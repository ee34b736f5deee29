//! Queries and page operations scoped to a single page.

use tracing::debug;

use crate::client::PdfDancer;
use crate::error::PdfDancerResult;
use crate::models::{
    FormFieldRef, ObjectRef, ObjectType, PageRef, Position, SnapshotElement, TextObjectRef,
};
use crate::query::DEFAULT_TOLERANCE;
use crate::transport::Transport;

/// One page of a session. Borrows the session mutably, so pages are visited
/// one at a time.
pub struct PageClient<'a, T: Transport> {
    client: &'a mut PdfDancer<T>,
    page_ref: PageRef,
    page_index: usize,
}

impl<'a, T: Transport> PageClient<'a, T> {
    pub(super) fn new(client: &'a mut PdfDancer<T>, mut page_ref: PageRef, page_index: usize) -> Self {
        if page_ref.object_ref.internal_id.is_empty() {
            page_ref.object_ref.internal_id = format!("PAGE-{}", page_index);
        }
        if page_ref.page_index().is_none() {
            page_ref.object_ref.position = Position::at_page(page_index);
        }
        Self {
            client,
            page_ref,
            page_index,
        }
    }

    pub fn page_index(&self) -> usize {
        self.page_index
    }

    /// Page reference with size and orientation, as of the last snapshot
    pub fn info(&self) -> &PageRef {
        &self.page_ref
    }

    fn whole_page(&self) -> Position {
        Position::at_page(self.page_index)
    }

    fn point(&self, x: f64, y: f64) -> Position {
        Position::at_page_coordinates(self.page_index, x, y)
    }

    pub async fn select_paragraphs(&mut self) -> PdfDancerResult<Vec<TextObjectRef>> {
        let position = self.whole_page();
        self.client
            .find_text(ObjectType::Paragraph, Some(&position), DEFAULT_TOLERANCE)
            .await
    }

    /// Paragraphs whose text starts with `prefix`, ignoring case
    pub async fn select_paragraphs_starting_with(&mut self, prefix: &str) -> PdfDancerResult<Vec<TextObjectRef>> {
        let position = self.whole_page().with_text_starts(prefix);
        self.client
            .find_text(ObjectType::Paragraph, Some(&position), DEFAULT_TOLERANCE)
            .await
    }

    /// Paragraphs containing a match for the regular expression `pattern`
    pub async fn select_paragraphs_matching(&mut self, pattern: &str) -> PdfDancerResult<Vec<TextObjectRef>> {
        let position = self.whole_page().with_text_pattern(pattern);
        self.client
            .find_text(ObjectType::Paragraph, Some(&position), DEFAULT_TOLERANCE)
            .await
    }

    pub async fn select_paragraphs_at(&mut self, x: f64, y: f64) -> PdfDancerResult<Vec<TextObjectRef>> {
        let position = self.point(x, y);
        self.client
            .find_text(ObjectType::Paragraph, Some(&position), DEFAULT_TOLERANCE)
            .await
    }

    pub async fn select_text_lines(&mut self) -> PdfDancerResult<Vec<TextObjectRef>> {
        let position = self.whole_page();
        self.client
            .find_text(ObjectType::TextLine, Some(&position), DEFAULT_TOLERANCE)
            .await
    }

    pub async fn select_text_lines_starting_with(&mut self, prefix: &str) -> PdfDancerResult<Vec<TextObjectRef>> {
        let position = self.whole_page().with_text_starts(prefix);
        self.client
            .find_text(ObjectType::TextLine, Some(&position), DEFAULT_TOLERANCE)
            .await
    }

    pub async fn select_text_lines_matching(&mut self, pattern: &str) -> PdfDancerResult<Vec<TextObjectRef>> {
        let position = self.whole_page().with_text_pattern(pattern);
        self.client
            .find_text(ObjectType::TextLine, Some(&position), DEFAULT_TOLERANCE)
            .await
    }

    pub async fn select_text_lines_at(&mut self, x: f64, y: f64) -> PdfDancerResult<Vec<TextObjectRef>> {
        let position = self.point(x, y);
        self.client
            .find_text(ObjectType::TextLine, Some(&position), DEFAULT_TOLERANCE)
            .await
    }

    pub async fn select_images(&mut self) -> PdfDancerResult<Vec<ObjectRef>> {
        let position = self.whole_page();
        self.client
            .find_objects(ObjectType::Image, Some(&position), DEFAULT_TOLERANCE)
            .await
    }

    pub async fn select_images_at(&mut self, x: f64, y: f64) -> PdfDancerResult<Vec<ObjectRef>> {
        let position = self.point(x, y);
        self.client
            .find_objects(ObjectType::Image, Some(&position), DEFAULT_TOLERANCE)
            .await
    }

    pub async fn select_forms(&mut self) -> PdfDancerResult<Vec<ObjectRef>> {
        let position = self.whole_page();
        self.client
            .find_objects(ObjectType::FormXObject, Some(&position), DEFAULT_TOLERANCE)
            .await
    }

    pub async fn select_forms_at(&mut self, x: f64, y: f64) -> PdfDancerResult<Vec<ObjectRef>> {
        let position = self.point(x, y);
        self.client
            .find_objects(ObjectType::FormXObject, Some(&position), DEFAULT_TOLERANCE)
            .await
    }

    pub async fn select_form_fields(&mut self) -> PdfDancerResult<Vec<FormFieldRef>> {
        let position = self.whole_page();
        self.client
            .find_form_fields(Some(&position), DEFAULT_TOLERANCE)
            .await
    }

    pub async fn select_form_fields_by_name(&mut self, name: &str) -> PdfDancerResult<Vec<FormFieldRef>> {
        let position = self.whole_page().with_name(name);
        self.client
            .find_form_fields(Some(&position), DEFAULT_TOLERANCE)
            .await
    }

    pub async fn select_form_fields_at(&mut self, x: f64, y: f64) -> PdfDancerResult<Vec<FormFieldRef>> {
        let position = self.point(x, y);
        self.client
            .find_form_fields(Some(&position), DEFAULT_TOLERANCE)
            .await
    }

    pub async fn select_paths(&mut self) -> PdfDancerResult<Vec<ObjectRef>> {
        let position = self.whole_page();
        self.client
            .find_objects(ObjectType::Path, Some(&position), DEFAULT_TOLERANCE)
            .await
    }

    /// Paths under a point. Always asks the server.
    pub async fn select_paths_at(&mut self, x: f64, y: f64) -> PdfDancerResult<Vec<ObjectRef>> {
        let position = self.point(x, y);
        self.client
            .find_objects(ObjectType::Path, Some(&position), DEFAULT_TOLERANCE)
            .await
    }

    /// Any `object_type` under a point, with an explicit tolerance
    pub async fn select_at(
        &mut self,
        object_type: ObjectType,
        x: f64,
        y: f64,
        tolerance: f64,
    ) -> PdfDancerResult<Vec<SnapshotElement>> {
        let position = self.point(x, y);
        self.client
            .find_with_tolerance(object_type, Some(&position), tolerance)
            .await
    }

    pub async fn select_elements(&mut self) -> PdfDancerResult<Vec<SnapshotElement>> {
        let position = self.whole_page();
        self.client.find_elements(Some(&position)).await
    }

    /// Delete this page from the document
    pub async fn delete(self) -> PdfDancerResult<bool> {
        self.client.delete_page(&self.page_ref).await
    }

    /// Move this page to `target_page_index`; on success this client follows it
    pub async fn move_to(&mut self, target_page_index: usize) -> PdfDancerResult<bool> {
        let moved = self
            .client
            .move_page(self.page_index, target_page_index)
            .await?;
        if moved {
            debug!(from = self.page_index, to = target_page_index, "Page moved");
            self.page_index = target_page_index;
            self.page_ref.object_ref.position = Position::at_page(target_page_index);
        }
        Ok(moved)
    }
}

_ _ _ _

- **Work item**
Taking the material above one line at a time, count the lines that include "name" as a word or string, and give only that number.

- **Response below**
2